INPUT DATA →
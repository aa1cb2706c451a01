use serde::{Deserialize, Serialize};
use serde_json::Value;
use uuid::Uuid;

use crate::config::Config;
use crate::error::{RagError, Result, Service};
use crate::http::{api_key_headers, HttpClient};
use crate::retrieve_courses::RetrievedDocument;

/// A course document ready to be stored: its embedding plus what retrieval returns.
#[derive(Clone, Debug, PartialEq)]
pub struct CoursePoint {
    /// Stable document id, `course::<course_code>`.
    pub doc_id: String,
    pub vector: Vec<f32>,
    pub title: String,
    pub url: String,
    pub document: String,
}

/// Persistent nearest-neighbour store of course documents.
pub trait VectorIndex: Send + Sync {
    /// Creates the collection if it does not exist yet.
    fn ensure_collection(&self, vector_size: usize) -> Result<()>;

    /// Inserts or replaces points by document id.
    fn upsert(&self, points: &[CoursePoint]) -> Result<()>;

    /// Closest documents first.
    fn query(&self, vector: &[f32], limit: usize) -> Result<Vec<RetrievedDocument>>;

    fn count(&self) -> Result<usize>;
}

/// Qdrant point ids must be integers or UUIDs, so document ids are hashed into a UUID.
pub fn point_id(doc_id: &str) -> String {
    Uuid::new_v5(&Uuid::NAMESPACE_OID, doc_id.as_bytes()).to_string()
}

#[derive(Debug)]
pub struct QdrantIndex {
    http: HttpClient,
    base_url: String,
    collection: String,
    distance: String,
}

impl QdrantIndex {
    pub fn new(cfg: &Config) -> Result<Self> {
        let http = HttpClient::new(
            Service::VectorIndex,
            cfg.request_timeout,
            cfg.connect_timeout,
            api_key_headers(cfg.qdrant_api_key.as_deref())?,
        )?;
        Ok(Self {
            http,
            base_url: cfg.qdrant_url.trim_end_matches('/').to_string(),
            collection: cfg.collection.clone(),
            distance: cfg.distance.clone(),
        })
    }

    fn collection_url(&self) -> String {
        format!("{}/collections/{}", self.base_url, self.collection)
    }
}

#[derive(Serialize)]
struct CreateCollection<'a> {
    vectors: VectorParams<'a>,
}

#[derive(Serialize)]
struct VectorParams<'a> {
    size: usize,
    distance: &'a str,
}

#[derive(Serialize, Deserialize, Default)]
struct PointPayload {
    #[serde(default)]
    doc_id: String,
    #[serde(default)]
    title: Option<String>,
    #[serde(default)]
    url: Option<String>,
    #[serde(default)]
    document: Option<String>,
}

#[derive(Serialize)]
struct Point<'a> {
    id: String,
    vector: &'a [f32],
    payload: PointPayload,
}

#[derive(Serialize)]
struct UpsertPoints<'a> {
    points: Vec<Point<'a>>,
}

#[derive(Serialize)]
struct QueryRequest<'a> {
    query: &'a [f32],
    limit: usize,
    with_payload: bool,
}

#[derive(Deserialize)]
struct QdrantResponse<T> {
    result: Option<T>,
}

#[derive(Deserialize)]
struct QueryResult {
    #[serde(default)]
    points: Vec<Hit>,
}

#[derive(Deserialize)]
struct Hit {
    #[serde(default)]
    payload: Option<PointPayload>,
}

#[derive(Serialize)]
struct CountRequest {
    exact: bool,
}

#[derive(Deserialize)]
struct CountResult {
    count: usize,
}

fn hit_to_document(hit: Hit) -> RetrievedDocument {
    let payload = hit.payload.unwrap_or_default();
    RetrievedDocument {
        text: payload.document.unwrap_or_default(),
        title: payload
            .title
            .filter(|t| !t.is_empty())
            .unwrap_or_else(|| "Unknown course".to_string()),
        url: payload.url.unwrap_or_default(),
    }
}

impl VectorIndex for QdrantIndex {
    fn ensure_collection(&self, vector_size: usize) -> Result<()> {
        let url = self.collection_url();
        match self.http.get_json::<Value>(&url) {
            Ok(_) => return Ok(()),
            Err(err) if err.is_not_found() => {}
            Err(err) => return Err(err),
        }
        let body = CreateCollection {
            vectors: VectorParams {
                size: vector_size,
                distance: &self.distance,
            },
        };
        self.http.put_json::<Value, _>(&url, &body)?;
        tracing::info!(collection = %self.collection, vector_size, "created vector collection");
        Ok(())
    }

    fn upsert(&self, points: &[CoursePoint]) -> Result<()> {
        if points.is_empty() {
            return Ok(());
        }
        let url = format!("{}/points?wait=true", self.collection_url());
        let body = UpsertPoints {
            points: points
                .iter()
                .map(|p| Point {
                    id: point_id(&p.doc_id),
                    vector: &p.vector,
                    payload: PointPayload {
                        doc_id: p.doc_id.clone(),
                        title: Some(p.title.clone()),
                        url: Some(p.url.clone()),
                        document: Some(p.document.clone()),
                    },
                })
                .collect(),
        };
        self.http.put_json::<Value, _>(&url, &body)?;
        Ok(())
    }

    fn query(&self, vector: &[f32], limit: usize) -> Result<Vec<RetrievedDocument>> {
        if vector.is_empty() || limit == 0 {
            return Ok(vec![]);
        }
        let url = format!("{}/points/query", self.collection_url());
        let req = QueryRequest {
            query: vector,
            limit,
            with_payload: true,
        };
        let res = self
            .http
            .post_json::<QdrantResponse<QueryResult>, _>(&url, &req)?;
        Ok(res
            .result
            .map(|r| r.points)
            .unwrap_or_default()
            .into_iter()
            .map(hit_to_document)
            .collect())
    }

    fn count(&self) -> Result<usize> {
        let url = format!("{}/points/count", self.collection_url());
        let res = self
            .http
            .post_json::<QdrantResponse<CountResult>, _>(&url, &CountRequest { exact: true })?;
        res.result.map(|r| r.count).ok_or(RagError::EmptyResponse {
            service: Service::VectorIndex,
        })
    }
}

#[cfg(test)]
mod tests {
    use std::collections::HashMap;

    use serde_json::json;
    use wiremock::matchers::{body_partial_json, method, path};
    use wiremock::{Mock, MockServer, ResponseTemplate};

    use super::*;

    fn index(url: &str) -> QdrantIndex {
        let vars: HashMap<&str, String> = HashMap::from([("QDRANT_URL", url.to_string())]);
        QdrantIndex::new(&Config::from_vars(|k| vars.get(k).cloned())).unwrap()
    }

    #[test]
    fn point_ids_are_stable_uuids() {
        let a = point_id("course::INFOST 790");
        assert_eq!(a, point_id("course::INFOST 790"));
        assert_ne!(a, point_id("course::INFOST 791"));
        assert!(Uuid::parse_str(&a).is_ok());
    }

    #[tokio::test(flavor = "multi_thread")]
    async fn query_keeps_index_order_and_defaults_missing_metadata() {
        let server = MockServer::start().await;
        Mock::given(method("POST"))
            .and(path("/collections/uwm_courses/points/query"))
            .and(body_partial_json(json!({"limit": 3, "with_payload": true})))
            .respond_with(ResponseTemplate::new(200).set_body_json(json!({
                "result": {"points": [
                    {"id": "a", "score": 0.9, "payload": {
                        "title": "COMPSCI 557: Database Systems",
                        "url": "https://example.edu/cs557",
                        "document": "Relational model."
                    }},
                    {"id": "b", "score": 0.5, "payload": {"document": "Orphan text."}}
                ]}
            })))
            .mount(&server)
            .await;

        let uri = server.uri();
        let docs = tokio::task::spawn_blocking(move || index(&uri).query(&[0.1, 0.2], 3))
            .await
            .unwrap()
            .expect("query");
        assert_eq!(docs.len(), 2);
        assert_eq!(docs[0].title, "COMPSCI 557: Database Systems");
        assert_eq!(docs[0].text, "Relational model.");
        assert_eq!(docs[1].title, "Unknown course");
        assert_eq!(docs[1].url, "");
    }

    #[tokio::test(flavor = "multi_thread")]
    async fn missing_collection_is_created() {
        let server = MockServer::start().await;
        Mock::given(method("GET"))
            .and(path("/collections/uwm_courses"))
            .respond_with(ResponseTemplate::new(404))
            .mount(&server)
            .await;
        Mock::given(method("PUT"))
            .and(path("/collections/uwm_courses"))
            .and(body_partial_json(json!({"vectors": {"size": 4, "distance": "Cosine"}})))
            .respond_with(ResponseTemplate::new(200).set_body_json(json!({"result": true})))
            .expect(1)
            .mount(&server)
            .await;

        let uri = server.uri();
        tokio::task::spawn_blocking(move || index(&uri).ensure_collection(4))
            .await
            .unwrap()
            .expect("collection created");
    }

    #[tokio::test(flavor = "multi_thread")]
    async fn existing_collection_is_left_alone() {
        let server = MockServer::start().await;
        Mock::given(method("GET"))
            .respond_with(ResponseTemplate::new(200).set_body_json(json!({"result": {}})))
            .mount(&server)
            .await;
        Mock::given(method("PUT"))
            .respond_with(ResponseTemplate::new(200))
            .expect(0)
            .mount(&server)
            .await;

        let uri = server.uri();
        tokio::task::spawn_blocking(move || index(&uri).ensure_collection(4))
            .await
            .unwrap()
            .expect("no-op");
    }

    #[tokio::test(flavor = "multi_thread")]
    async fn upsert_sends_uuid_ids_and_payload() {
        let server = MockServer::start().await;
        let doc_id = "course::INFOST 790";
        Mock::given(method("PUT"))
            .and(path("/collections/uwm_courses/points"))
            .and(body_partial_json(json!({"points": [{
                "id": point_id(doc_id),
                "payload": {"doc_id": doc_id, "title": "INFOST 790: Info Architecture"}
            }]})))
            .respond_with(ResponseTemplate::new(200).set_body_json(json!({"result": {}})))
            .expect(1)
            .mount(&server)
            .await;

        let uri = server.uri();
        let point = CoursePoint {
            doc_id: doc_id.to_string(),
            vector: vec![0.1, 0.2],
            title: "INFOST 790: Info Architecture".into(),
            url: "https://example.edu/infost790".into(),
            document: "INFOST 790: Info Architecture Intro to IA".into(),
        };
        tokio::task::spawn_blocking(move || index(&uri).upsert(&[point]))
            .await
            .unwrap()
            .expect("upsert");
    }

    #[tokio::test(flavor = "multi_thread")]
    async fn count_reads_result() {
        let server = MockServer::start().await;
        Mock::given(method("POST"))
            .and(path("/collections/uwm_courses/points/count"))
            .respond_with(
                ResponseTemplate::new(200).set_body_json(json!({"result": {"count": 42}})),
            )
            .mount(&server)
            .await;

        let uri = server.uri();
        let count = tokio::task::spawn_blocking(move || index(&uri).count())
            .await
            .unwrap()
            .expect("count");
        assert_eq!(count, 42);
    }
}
---
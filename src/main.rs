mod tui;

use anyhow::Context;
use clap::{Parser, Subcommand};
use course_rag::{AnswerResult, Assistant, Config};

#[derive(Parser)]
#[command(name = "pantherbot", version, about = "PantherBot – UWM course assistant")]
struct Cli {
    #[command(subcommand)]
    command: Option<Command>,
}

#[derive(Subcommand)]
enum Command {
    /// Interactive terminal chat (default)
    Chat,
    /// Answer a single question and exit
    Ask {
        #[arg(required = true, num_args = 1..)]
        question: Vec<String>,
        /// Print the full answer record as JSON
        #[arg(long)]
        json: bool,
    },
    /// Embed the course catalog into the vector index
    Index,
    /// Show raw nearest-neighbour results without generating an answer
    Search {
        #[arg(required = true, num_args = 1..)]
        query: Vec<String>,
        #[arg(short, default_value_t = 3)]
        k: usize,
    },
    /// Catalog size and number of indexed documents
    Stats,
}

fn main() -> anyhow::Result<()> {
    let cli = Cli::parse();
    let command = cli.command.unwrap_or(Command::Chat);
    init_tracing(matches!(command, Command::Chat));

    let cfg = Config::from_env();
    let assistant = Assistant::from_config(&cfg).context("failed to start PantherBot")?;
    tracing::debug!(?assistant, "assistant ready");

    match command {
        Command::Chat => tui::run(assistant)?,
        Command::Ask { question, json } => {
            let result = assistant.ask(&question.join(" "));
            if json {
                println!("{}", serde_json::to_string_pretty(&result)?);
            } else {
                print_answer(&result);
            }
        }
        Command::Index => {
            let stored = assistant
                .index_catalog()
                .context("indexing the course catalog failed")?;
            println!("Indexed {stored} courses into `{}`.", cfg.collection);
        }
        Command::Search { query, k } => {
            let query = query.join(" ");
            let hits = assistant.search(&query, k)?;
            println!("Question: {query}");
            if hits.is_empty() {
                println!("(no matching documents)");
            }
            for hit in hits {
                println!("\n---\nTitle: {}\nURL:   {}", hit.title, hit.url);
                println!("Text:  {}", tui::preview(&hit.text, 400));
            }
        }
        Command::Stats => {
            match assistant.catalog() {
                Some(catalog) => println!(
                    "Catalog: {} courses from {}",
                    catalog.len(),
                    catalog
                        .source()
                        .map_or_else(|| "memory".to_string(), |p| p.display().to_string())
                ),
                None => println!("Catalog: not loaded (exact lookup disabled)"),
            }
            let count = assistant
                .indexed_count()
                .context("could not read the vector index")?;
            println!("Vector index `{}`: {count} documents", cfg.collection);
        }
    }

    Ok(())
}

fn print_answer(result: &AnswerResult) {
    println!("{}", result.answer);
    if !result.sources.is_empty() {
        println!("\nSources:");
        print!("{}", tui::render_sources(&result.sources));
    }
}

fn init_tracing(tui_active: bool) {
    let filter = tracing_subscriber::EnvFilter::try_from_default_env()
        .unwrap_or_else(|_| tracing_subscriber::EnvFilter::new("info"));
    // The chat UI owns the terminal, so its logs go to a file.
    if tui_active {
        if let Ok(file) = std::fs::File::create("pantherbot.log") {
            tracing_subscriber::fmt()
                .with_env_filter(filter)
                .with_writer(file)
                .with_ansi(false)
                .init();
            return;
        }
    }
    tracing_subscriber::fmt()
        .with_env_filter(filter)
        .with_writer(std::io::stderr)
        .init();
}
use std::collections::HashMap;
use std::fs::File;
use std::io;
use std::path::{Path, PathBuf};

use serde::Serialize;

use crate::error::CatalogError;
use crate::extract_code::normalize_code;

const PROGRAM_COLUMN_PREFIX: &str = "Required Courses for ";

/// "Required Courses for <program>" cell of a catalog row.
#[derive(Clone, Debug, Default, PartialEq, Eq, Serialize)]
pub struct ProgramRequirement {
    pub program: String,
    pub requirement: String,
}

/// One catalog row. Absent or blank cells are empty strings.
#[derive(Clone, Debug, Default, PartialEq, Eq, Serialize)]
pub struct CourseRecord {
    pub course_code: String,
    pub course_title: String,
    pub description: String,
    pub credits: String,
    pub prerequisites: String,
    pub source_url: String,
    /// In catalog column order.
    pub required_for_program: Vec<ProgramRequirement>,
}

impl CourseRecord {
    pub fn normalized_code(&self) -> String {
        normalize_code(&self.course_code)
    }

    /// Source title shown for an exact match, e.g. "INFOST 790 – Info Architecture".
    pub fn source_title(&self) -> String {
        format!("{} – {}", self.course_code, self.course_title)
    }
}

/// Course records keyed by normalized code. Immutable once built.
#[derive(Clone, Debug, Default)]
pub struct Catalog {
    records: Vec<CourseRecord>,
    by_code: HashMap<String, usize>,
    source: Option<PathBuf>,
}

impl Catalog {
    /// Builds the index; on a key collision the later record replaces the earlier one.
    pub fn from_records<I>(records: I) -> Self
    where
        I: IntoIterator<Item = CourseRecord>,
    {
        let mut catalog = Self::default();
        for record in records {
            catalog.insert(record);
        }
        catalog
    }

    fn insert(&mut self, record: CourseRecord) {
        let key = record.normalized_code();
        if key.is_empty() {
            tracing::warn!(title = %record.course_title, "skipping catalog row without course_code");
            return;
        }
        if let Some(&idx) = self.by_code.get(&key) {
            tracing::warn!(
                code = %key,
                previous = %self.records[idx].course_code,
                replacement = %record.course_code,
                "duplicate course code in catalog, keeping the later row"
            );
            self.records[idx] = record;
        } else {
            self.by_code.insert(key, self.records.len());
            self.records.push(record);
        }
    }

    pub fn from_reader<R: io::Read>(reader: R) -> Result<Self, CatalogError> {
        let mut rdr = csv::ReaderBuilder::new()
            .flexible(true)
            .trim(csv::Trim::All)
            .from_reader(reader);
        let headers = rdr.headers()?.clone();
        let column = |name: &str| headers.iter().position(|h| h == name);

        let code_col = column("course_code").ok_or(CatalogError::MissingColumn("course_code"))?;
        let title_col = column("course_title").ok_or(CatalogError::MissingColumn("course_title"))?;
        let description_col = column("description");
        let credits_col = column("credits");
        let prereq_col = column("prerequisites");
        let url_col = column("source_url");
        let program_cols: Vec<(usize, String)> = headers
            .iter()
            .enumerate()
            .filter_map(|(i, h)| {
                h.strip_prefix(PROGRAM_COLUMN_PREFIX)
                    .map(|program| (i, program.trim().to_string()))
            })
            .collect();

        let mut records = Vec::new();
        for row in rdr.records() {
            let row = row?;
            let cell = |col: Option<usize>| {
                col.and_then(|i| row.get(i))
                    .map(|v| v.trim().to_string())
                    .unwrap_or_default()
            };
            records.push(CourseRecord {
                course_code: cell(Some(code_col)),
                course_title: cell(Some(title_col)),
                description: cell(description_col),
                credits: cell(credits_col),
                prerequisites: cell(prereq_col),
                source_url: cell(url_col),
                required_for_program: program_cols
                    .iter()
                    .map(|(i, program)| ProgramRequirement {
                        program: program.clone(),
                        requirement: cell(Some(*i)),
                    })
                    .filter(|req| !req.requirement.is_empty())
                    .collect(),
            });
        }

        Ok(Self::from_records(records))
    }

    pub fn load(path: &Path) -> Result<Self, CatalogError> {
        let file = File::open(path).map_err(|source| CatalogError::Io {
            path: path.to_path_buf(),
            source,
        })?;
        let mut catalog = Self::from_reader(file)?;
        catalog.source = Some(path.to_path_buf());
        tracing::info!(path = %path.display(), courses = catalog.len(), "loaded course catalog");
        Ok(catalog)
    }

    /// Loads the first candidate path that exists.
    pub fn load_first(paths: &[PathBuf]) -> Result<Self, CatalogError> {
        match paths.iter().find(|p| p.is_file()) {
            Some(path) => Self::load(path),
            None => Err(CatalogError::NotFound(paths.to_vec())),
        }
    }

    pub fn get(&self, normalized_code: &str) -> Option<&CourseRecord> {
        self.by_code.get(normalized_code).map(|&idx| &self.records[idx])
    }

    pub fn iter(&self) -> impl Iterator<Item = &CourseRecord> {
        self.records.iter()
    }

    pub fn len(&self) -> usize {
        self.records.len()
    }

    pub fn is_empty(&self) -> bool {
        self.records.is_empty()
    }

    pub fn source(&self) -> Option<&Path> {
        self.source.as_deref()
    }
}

PROBLEM DETAILS → Reproduce each line of the records in which the string "failed" appears.

THE ANSWER →
    let assistant = Assistant::from_config(&cfg).context("failed to start PantherBot")?;
                .context("indexing the course catalog failed")?;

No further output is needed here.